**Records for this task**
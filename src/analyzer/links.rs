//! Link Extractor
//!
//! Finds `http(s)://` URLs, deduplicates them by exact text, and reports the
//! scheme, domain, and literal occurrence count of each.

use std::collections::BTreeSet;
use std::sync::LazyLock;

use regex::Regex;
use tracing::warn;
use url::Url;

use crate::types::Link;

// `$-_` is a range and admits `/`, `:`, `?`, `=` and friends.
static URL_PATTERN: LazyLock<Regex> = LazyLock::new(|| {
    Regex::new(r"https?://(?:[a-zA-Z0-9]|[$-_@.&+]|[!*(),]|%[0-9a-fA-F]{2})+").unwrap()
});

/// Extract unique links, sorted by URL.
pub fn extract(text: &str) -> Vec<Link> {
    let unique: BTreeSet<&str> = URL_PATTERN.find_iter(text).map(|m| m.as_str()).collect();

    unique
        .into_iter()
        .map(|url| {
            let (scheme, domain) = scheme_and_domain(url);
            Link {
                url: url.to_string(),
                domain,
                scheme,
                occurrence_count: text.matches(url).count(),
            }
        })
        .collect()
}

/// Scheme and the raw authority (userinfo, host casing and ports kept as
/// written). Malformed URLs are still reported, with a warning.
fn scheme_and_domain(raw: &str) -> (String, String) {
    if let Err(e) = Url::parse(raw) {
        warn!(url = raw, error = %e, "Extracted URL does not parse");
    }
    split_authority(raw)
}

fn split_authority(raw: &str) -> (String, String) {
    let Some((scheme, rest)) = raw.split_once("://") else {
        return (String::new(), String::new());
    };
    let end = rest.find(['/', '?', '#']).unwrap_or(rest.len());
    (scheme.to_string(), rest[..end].to_string())
}

#[cfg(test)]
mod tests {
    use super::*;

    #[test]
    fn test_deduplicates_and_counts() {
        let links = extract("Visit http://example.com and http://example.com again");
        assert_eq!(links.len(), 1);
        assert_eq!(links[0].url, "http://example.com");
        assert_eq!(links[0].domain, "example.com");
        assert_eq!(links[0].scheme, "http");
        assert_eq!(links[0].occurrence_count, 2);
    }

    #[test]
    fn test_path_query_and_port() {
        let links = extract("See https://docs.rs:8443/regex/latest?search=find now");
        assert_eq!(links.len(), 1);
        assert_eq!(links[0].url, "https://docs.rs:8443/regex/latest?search=find");
        assert_eq!(links[0].domain, "docs.rs:8443");
        assert_eq!(links[0].scheme, "https");
    }

    #[test]
    fn test_sorted_by_url() {
        let links = extract("https://b.example.org then http://a.example.org");
        let urls: Vec<&str> = links.iter().map(|l| l.url.as_str()).collect();
        assert_eq!(urls, vec!["http://a.example.org", "https://b.example.org"]);
    }

    #[test]
    fn test_occurrence_count_is_substring_count() {
        // The shorter URL also appears inside the longer one.
        let links = extract("http://x.io http://x.io/path");
        let short = links.iter().find(|l| l.url == "http://x.io").unwrap();
        assert_eq!(short.occurrence_count, 2);
    }

    #[test]
    fn test_no_links() {
        assert!(extract("no urls here, just ftp://nope").is_empty());
    }

    #[test]
    fn test_split_authority() {
        assert_eq!(
            split_authority("http://host.example/a/b"),
            ("http".to_string(), "host.example".to_string())
        );
        assert_eq!(split_authority("nothing"), (String::new(), String::new()));
    }

    #[test]
    fn test_domain_is_authority_as_written() {
        let domain = |text: &str| extract(text)[0].domain.clone();
        assert_eq!(domain("http://example.com:80/a"), "example.com:80");
        assert_eq!(domain("https://example.com:443"), "example.com:443");
        assert_eq!(domain("http://Example.COM/a"), "Example.COM");
        assert_eq!(domain("https://user@example.com/x"), "user@example.com");
        assert_eq!(domain("http://a.io?q=1"), "a.io");
    }
}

**Aim of the task**
Write out exactly, please, the lines beginning at the start of the material and ending with the line that holds "use crate::types::Link;", both included.

**Solution to this problem**
filename src/analyzer/links.rs
//! Link Extractor
//!
//! Finds `http(s)://` URLs, deduplicates them by exact text, and reports the
//! scheme, domain, and literal occurrence count of each.

use std::collections::BTreeSet;
use std::sync::LazyLock;

use regex::Regex;
use tracing::warn;
use url::Url;

use crate::types::Link;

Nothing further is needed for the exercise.